Every line of the data below should be printed exactly.

>>>>>

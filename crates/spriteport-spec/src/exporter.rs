//! The seam between the import pipeline and the external tool.

use std::path::{Path, PathBuf};

use crate::error::PipelineResult;

/// Where the tool should write its outputs for one source file.
#[derive(Debug, Clone, PartialEq, Eq)]
pub struct ExportRequest {
    pub input: PathBuf,
    /// Packed sheet image to produce.
    pub sheet_path: PathBuf,
    /// Metadata document to produce.
    pub data_path: PathBuf,
}

impl ExportRequest {
    /// Output paths inside `staging_dir`, named after the input's stem.
    pub fn in_staging_dir(input: &Path, staging_dir: &Path) -> Self {
        let stem = input
            .file_stem()
            .map(|s| s.to_string_lossy().to_string())
            .unwrap_or_else(|| "sheet".to_string());
        Self {
            input: input.to_path_buf(),
            sheet_path: staging_dir.join(format!("{stem}.png")),
            data_path: staging_dir.join(format!("{stem}.json")),
        }
    }
}

/// Something that turns a source file into a sheet image plus metadata.
///
/// Implementations block until the export finished and report any failure as
/// [`crate::ImportError::ExternalToolFailure`]. The caller checks that both
/// outputs exist afterwards.
pub trait SheetExporter {
    fn export(&self, request: &ExportRequest) -> PipelineResult<()>;

    /// Short description for diagnostics (e.g. the resolved executable).
    fn describe(&self) -> String;
}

<<<<<

Answer space |
filename crates/spriteport-spec/src/exporter.rs
//! The seam between the import pipeline and the external tool.

use std::path::{Path, PathBuf};

use crate::error::PipelineResult;

/// Where the tool should write its outputs for one source file.
#[derive(Debug, Clone, PartialEq, Eq)]
pub struct ExportRequest {
    pub input: PathBuf,
    /// Packed sheet image to produce.
    pub sheet_path: PathBuf,
    /// Metadata document to produce.
    pub data_path: PathBuf,
}

impl ExportRequest {
    /// Output paths inside `staging_dir`, named after the input's stem.
    pub fn in_staging_dir(input: &Path, staging_dir: &Path) -> Self {
        let stem = input
            .file_stem()
            .map(|s| s.to_string_lossy().to_string())
            .unwrap_or_else(|| "sheet".to_string());
        Self {
            input: input.to_path_buf(),
            sheet_path: staging_dir.join(format!("{stem}.png")),
            data_path: staging_dir.join(format!("{stem}.json")),
        }
    }
}

/// Something that turns a source file into a sheet image plus metadata.
///
/// Implementations block until the export finished and report any failure as
/// [`crate::ImportError::ExternalToolFailure`]. The caller checks that both
/// outputs exist afterwards.
pub trait SheetExporter {
    fn export(&self, request: &ExportRequest) -> PipelineResult<()>;

    /// Short description for diagnostics (e.g. the resolved executable).
    fn describe(&self) -> String;
}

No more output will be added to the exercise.